In den erklärenden Ausführungen Jesu tritt eine gewisse Diskrepanz zu dem Gleichnis zutage. Während im Gleichnis beiden Schuldnern einfach so die Schuld erlassen wird und die größere Liebe des einen die Folge davon ist, dass ihm mehr erlassen wurde, so spricht Jesus nun davon, dass der Sünderin mehr vergeben wird, weil sie mehr Liebe gezeigt hat. Jesus macht so das mit Worten unerklärbare Ineinander von Gottes Vergebung und unserem Tun deutlich. Gott will uns beschenken, ohne dass wir dafür etwas tun müssen, aber doch bedarf es unserer Disposition dazu, beschenkt zu werden.

Es ist stets die Liebe, an der wir gemessen werden. Wer selbst nicht liebt, kann auch Gottes Liebe nicht annehmen. Nicht, weil Gottes Liebe zu schwach wäre, sondern weil wir ihr mit unserer Lieblosigkeit eine Grenze setzen.

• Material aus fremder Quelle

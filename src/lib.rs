pub mod auth;
pub mod config;
pub mod dto;
pub mod errors;
pub mod models;
pub mod moderation;
pub mod ratelimit;
pub mod routes;
pub mod states;
pub mod store;

use axum::{
    Router,
    routing::{get, post},
};
use states::AppState;
use tower::ServiceBuilder;
use tower_http::{
    cors::{Any, CorsLayer},
    timeout::TimeoutLayer,
    trace::TraceLayer,
};

/// Builds the full application router over the given state.
pub fn app(state: AppState) -> Router {
    // Configure CORS
    let cors = CorsLayer::new()
        .allow_origin(Any)
        .allow_methods(Any)
        .allow_headers(Any);

    let request_timeout = state.request_timeout;

    Router::new()
        // Public routes (no auth required)
        .route("/health", get(routes::health::health_check))
        .route("/auth/session", post(routes::session::create_session))
        // Thought feed (auth optional; scope=me needs a bearer token)
        .route(
            "/thoughts",
            post(routes::thoughts::create_thought).get(routes::thoughts::list_thoughts),
        )
        .with_state(state)
        .layer(
            ServiceBuilder::new()
                .layer(TraceLayer::new_for_http())
                .layer(cors)
                .layer(TimeoutLayer::new(request_timeout)),
        )
}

Gottes Vergebung an uns kann nur dann konkret werden, wenn wir selbst bereit sind, zu vergeben. Jesus zeigt, wie Gott will, dass wir vor ihn hintreten: mit einem demütigen und liebenden Herzen. Nicht das Hervorheben unserer eigenen Gerechtigkeit lässt Gott unsere Sünden vergeben, sondern das Tun der Liebe. Unsere ganze Gerechtigkeit kann die Schwere unserer Schuld nicht aufwiegen, nur die Liebe hat Gewicht.

Wir können leicht aus der Distanz sagen, warum ist der Pharisäer so blind. Es wäre doch nur ein kleiner Schritt gewesen, dann wäre ihm die gleiche Fülle des Geschenkes zuteil geworden wie der Frau. Er hätte nur ehrlichen Herzens zu Jesus sagen brauchen: Ich verstehe, was du sagst, auch ich bin ein Sünder, Herr, verzeih mir. Stattdessen aber schweigt er. Er bringt diese Worte einfach nicht über seine Lippen.

Aber auch wir sind oft in uns gefangen. Wir ertappen uns immer wieder dabei, wie wir über andere urteilen, wie wir Hass in unserem Herzen aufsteigen lassen anstatt Liebe. Es fällt uns schwer, über unseren Schatten zu springen, wir wollen das Gesicht wahren. Auch wir treten Jesus lieber als vornehmer Hausherr gegenüber, der seinen Gast zwar freundlich, aber doch distanziert empfängt, anstatt wie die Frau uns nicht zu schade zu sein, vor Jesus niederzuknien und den Schmutz von seinen Füßen mit den Haaren abzuwischen.